◆ Task requirements
The answer must consist of each line below that contains the word "RealpathCommand", copied in full.

◆ Supplied material

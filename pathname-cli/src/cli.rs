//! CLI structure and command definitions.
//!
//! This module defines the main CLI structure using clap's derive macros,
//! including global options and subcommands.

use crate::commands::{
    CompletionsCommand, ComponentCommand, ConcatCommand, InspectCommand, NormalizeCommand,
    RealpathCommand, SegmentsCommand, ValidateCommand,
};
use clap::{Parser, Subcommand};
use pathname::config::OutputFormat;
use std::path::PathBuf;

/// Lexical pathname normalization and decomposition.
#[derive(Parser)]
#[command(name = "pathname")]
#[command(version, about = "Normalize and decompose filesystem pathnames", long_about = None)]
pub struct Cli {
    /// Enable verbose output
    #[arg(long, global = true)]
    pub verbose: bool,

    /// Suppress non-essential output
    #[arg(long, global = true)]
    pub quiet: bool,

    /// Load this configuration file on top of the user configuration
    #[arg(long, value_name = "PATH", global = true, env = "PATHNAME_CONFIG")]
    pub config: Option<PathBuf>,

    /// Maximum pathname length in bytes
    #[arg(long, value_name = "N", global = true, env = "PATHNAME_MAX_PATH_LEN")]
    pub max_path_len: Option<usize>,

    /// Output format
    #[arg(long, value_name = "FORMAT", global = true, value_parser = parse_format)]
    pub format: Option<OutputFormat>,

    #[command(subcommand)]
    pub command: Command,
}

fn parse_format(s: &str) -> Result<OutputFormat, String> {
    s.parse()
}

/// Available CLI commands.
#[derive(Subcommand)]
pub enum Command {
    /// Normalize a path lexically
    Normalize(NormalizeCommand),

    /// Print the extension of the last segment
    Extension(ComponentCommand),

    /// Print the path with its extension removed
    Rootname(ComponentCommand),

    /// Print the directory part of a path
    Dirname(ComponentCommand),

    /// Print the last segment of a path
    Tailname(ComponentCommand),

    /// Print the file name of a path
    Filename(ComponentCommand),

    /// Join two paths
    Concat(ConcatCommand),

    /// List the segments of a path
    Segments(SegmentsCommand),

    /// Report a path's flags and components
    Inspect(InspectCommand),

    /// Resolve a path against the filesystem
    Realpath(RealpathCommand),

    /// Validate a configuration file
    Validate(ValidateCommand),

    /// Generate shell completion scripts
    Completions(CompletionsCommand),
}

* * *

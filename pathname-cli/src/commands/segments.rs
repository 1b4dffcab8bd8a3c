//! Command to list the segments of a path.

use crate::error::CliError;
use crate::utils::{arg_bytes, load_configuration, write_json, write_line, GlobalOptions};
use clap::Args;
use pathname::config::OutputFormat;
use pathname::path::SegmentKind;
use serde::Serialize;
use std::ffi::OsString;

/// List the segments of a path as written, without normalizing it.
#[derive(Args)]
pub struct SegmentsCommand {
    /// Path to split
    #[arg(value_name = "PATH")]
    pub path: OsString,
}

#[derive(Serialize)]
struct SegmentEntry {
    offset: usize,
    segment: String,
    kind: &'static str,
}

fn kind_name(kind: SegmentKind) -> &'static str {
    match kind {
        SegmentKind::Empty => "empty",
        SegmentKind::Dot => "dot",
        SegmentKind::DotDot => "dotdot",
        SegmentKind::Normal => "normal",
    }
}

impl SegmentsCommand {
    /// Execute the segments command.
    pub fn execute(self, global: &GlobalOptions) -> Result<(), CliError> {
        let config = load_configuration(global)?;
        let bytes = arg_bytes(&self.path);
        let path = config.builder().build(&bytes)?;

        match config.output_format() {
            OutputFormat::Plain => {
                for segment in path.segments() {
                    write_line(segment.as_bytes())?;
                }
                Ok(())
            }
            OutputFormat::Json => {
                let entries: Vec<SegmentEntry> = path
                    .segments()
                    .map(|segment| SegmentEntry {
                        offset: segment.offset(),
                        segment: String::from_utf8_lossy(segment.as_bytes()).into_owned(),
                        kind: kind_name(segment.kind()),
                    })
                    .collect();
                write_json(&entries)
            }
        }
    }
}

---

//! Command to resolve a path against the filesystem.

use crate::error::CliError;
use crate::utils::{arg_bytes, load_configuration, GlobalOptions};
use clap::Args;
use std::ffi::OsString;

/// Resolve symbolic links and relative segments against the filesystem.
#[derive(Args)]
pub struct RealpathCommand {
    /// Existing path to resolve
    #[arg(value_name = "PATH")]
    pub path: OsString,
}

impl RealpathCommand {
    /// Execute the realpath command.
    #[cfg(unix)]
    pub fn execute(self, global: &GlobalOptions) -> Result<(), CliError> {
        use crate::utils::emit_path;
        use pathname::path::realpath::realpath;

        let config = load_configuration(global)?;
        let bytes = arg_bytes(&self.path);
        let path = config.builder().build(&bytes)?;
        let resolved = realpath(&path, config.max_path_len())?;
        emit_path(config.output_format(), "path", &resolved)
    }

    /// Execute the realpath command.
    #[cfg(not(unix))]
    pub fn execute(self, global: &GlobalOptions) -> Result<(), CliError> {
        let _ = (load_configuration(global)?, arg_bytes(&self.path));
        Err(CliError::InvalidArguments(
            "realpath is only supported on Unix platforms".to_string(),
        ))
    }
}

◆ Answer for the task
    RealpathCommand, SegmentsCommand, ValidateCommand,
    Realpath(RealpathCommand),
pub struct RealpathCommand {
impl RealpathCommand {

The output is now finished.